JC: Cosa ha determinato la line-up del vostro progetto?


PS: La formazione è, com’è evidente, una filiazione del precedente spettacolo, con qualche aggiustamento nel cast; il gruppo di lavoro si è evoluto, ognuno dei componenti ha contribuito facendosi carico degli arrangiamenti di un paio di brani, e questo ha conferito maggiore organicità al lavoro d’insieme.



JC: Che impressioni avete riportato nel confronto con quel pubblico?


PS: Grande interesse e partecipazione, con un approccio comunque che ci è sembrato più avvicinabile a quello da musica classica. Ciò sulle prime ci ha spiazzato, ma resici conto dell’attenzione e della competenza, ne è seguita una interazione molto positiva ed un grande successo, grazie anche ad un enorme rispetto per la nostra performance.



JC: Localmente è stato apprezzato il valore della tua esibizione, sfaccettata e coinvolgente come sempre, azzardando analogie con un protagonista dei loro palcoscenici del passato, Alexander Vertinsky: entrambi figure tragicomiche, avete portato in scena l’umanità, punto forte della testimonianza dell’Artista.


PS: Circa la natura e i “modi” della mia performance, io non posso considerarmi un cantante tradizionale, disciplinato ed educato in tal senso. C’è un continuo, essenziale attingere alla mia cultura partenopea di base, che ha sempre sposato il canto ed il teatro, incorporando l’umanità di cui questa cultura è così particolarmente permeata, piccolo teatro del cui calore e del cui colore ho senz’altro approfittato.

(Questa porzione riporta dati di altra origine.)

use axum::{
    Json,
    extract::{Path, Query, State},
    http::StatusCode,
    response::{IntoResponse, Response},
};
use axum_extra::extract::TypedHeader;
use axum_extra::headers::{Authorization, authorization::Bearer};
use chrono::NaiveDate;
use serde::Deserialize;
use tracing::info;

use crate::{
    AppState,
    auth::verify_token,
    error::ApiError,
    export::{AttendanceGroup, group_attendance},
    grid::{WeekGrid, build_week_grid},
    grouping::group_schedule,
    models::{
        AttendanceRecord, AttendanceStatus, AttendanceSubmission, NewScheduleEntry, ScheduleGroup,
    },
    validation::{validate_day, validate_period},
};

#[derive(Debug, Deserialize)]
pub struct ScheduleQuery {
    pub day: Option<String>,
}

#[derive(Debug, Deserialize)]
pub struct AuthQuery {
    pub token: Option<String>,
}

#[derive(Debug, Deserialize)]
pub struct ReportQuery {
    pub class: Option<String>,
    pub date: Option<NaiveDate>,
    pub token: Option<String>,
}

#[derive(Debug, Deserialize, utoipa::ToSchema)]
#[serde(rename_all = "camelCase")]
pub struct DeleteGroupRequest {
    pub schedule_ids: Vec<i64>,
}

#[utoipa::path(get, path = "/", tag = "attendance")]
pub async fn root(State(state): State<AppState>) -> impl IntoResponse {
    Json(serde_json::json!({
        "message": format!("{} Attendance API", state.settings.school_name),
        "endpoints": {
            "/classes/{class}/schedule": "Grouped weekly schedule of a class",
            "/classes/{class}/grid": "Weekly day-by-period grid",
            "/classes/{class}/attendance": "Submit a day's attendance report",
            "/attendance": "Grouped attendance report rows",
            "/attendance.csv": "Download the attendance report as CSV",
            "/attendance/summary": "Status totals across the history"
        }
    }))
}

#[utoipa::path(get, path = "/healthz/live", tag = "attendance")]
pub async fn healthz_live() -> impl IntoResponse {
    Json(serde_json::json!({"status": "ok"}))
}

#[utoipa::path(get, path = "/healthz/ready", tag = "attendance")]
pub async fn healthz_ready() -> impl IntoResponse {
    Json(serde_json::json!({"status": "ok"}))
}

#[utoipa::path(
    get,
    path = "/classes/{class}/schedule",
    params(
        ("class" = String, Path, description = "Class name, e.g. XI-A"),
        ("day" = Option<String>, Query, description = "Restrict to one school day")
    ),
    responses(
        (status = 200, description = "Consecutive-period groups", body = [ScheduleGroup]),
        (status = 400, description = "Unknown day name"),
        (status = 404, description = "Class has no schedule")
    ),
    tag = "schedule"
)]
pub async fn get_class_schedule(
    State(state): State<AppState>,
    Path(class): Path<String>,
    Query(query): Query<ScheduleQuery>,
) -> Result<Json<Vec<ScheduleGroup>>, ApiError> {
    if let Some(day) = query.day.as_deref() {
        validate_day(day)?;
    }

    let entries = state.store.class_schedule(&class, query.day.as_deref())?;
    if entries.is_empty() {
        return Err(ApiError::NotFound(format!("No schedule found for {class}")));
    }
    Ok(Json(group_schedule(&entries)))
}

#[utoipa::path(
    get,
    path = "/classes/{class}/grid",
    params(("class" = String, Path, description = "Class name, e.g. XI-A")),
    responses(
        (status = 200, description = "Weekly grid with span/anchor cells", body = WeekGrid),
        (status = 404, description = "Class has no schedule")
    ),
    tag = "schedule"
)]
pub async fn get_class_grid(
    State(state): State<AppState>,
    Path(class): Path<String>,
) -> Result<Json<WeekGrid>, ApiError> {
    let entries = state.store.class_schedule(&class, None)?;
    Ok(Json(build_week_grid(&group_schedule(&entries))))
}

#[utoipa::path(
    post,
    path = "/classes/{class}/schedule",
    params(("class" = String, Path, description = "Class name, e.g. XI-A")),
    request_body = [NewScheduleEntry],
    responses(
        (status = 201, description = "Created entries with assigned ids and times"),
        (status = 400, description = "Bad day or period"),
        (status = 401, description = "Invalid authentication token"),
        (status = 409, description = "Slot already scheduled")
    ),
    security(("bearer_auth" = []), ("query_token" = [])),
    tag = "schedule"
)]
pub async fn create_schedule(
    State(state): State<AppState>,
    Path(class): Path<String>,
    auth: Option<TypedHeader<Authorization<Bearer>>>,
    Query(query): Query<AuthQuery>,
    Json(new_entries): Json<Vec<NewScheduleEntry>>,
) -> Result<impl IntoResponse, ApiError> {
    let auth_header = auth.map(|TypedHeader(a)| a);
    verify_token(&state.settings, auth_header, query.token.as_deref())?;

    if new_entries.is_empty() {
        return Err(ApiError::BadRequest("No schedule entries provided".into()));
    }
    for new in &new_entries {
        validate_day(&new.day)?;
        validate_period(new.period)?;
    }

    // All-or-nothing: the store refuses the whole batch on any conflict, so
    // a 4xx here never leaves part of the batch committed.
    let created = state.store.add_schedule_batch(&class, new_entries)?;
    info!(class = %class, count = created.len(), "schedule entries added");
    Ok((StatusCode::CREATED, Json(created)))
}

/// Deletes every schedule entry of one displayed group.
///
/// Intentionally non-atomic at-least-once: each id is deleted independently
/// and already-removed ids are not restored when a later one fails; the
/// response then names the failures so the caller can surface a
/// partial-failure message.
#[utoipa::path(
    delete,
    path = "/classes/{class}/schedule",
    params(("class" = String, Path, description = "Class name, e.g. XI-A")),
    request_body = DeleteGroupRequest,
    responses(
        (status = 200, description = "All entries of the group deleted"),
        (status = 207, description = "Some deletes failed; body lists them"),
        (status = 401, description = "Invalid authentication token")
    ),
    security(("bearer_auth" = []), ("query_token" = [])),
    tag = "schedule"
)]
pub async fn delete_schedule_group(
    State(state): State<AppState>,
    Path(class): Path<String>,
    auth: Option<TypedHeader<Authorization<Bearer>>>,
    Query(query): Query<AuthQuery>,
    Json(request): Json<DeleteGroupRequest>,
) -> Result<Response, ApiError> {
    let auth_header = auth.map(|TypedHeader(a)| a);
    verify_token(&state.settings, auth_header, query.token.as_deref())?;

    let mut deleted = Vec::new();
    let mut failed = Vec::new();
    for id in request.schedule_ids {
        match state.store.delete_schedule(&class, id) {
            Ok(()) => deleted.push(id),
            Err(err) => failed.push(serde_json::json!({
                "scheduleId": id,
                "error": err.to_string(),
            })),
        }
    }

    if failed.is_empty() {
        Ok(Json(serde_json::json!({
            "status": "deleted",
            "scheduleIds": deleted,
        }))
        .into_response())
    } else {
        info!(class = %class, failed = failed.len(), "partial group delete");
        Ok((
            StatusCode::MULTI_STATUS,
            Json(serde_json::json!({
                "status": "partial",
                "deleted": deleted,
                "failed": failed,
            })),
        )
            .into_response())
    }
}

#[utoipa::path(
    post,
    path = "/classes/{class}/attendance",
    params(("class" = String, Path, description = "Class name, e.g. XI-A")),
    request_body = AttendanceSubmission,
    responses(
        (status = 201, description = "Recorded attendance rows", body = [AttendanceRecord]),
        (status = 400, description = "Bad period in a row"),
        (status = 401, description = "Invalid authentication token")
    ),
    security(("bearer_auth" = []), ("query_token" = [])),
    tag = "attendance"
)]
pub async fn submit_attendance(
    State(state): State<AppState>,
    Path(class): Path<String>,
    auth: Option<TypedHeader<Authorization<Bearer>>>,
    Query(query): Query<AuthQuery>,
    Json(submission): Json<AttendanceSubmission>,
) -> Result<impl IntoResponse, ApiError> {
    let auth_header = auth.map(|TypedHeader(a)| a);
    verify_token(&state.settings, auth_header, query.token.as_deref())?;

    if submission.entries.is_empty() {
        return Err(ApiError::BadRequest("No attendance rows provided".into()));
    }
    for item in &submission.entries {
        validate_period(item.period)?;
    }

    let created = state.store.record_attendance(&class, submission)?;
    info!(class = %class, count = created.len(), "attendance recorded");
    Ok((StatusCode::CREATED, Json(created)))
}

#[utoipa::path(
    get,
    path = "/attendance",
    params(
        ("class" = Option<String>, Query, description = "Filter by class"),
        ("date" = Option<String>, Query, description = "Filter by date (YYYY-MM-DD)"),
        ("token" = Option<String>, Query, description = "Authentication token (alternative to Bearer header)")
    ),
    responses(
        (status = 200, description = "Grouped report rows", body = [AttendanceGroup]),
        (status = 401, description = "Invalid authentication token"),
        (status = 404, description = "No attendance records found")
    ),
    security(("bearer_auth" = []), ("query_token" = [])),
    tag = "attendance"
)]
pub async fn get_attendance_report(
    State(state): State<AppState>,
    auth: Option<TypedHeader<Authorization<Bearer>>>,
    Query(query): Query<ReportQuery>,
) -> Result<Json<Vec<AttendanceGroup>>, ApiError> {
    let auth_header = auth.map(|TypedHeader(a)| a);
    verify_token(&state.settings, auth_header, query.token.as_deref())?;

    let records = state
        .store
        .attendance_history(query.class.as_deref(), query.date);
    if records.is_empty() {
        return Err(ApiError::NotFound("No attendance records found".into()));
    }
    Ok(Json(group_attendance(&records)))
}

#[utoipa::path(
    get,
    path = "/attendance.csv",
    params(
        ("class" = Option<String>, Query, description = "Filter by class"),
        ("date" = Option<String>, Query, description = "Filter by date (YYYY-MM-DD)"),
        ("token" = Option<String>, Query, description = "Authentication token (alternative to Bearer header)")
    ),
    responses(
        (status = 200, description = "CSV file", content_type = "text/csv"),
        (status = 401, description = "Invalid authentication token"),
        (status = 404, description = "No attendance records found")
    ),
    security(("bearer_auth" = []), ("query_token" = [])),
    tag = "attendance"
)]
pub async fn get_attendance_csv(
    State(state): State<AppState>,
    auth: Option<TypedHeader<Authorization<Bearer>>>,
    Query(query): Query<ReportQuery>,
) -> Result<impl IntoResponse, ApiError> {
    let auth_header = auth.map(|TypedHeader(a)| a);
    verify_token(&state.settings, auth_header, query.token.as_deref())?;

    let records = state
        .store
        .attendance_history(query.class.as_deref(), query.date);
    if records.is_empty() {
        return Err(ApiError::NotFound("No attendance records found".into()));
    }

    let body = state.exporter.generate(&group_attendance(&records));
    Ok((
        StatusCode::OK,
        [
            ("content-type", "text/csv; charset=utf-8"),
            (
                "content-disposition",
                "attachment; filename=attendance_report.csv",
            ),
        ],
        body,
    ))
}

#[utoipa::path(
    get,
    path = "/attendance/summary",
    params(
        ("token" = Option<String>, Query, description = "Authentication token (alternative to Bearer header)")
    ),
    responses(
        (status = 200, description = "Record totals per status"),
        (status = 401, description = "Invalid authentication token")
    ),
    security(("bearer_auth" = []), ("query_token" = [])),
    tag = "attendance"
)]
pub async fn get_attendance_summary(
    State(state): State<AppState>,
    auth: Option<TypedHeader<Authorization<Bearer>>>,
    Query(query): Query<AuthQuery>,
) -> Result<impl IntoResponse, ApiError> {
    let auth_header = auth.map(|TypedHeader(a)| a);
    verify_token(&state.settings, auth_header, query.token.as_deref())?;

    let counts = state.store.status_counts();
    let total: usize = counts.values().sum();
    Ok(Json(serde_json::json!({
        "total": total,
        "present": counts.get(&AttendanceStatus::Present).copied().unwrap_or(0),
        "sick": counts.get(&AttendanceStatus::Sick).copied().unwrap_or(0),
        "excused": counts.get(&AttendanceStatus::Excused).copied().unwrap_or(0),
        "absent": counts.get(&AttendanceStatus::Absent).copied().unwrap_or(0),
    })))
}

JC: Dal palcoscenico al virtuale: già parlavamo di un tuo limitato investimento sulle piattaforme in rete.


PS: Di mio, non ho sicuramente una particolare confidenza o feeling nei confronti di questi media, verso cui mi sento in qualche modo frenato da un certo mio… pudore. Questo non è comunque una regola assoluta, infatti, oltre al sito inerente questo spettacolo, anche per quanto attiene al mio nuovo lavoro con i Solis è in allestimento uno specifico sito di promozione.



JC: Questo ci autorizza a parlare dei progetti imminenti.


PS: Certamente, con il trio Girotto-Servillo-Mangalavite è in preparazione il terzo disco dedicato agli Italiani d’Argentina, che si occuperà dei nostri autori in questo paese sudamericano, con materiali tangueros e non, in un immaginario viaggio di ritorno in compagnia di queste musiche, e che vedrà la luce nella prossima estate. È invece imminente l’uscita del mio nuovo album Spassiunatamente, un’antologia di canzoni classiche napoletane che ho realizzato, come si accennava, con il Solis String Quartet. Inoltre, insieme a mio fratello Toni porteremo entro breve in teatro Le voci di dentro di Eduardo De Filippo.



JC: Possiamo chiudere con l’inizio, ossia con l’ormai proverbiale “Innanzi tutto, la buona creanza” che è il biglietto da visita di ogni tua performance… Una campanella gentile in questi tempi così pieni di rumore?


PS: Mi piace questa analogia e certamente posso condividerla. È un invito, un qualcosa che predispone bene il pubblico… ho sempre l’abitudine di scambiare due parole con gli spettatori, il mio proposito non vuol essere quello di spiegare, piuttosto quello di sollecitare il viaggio che insieme al pubblico si compie.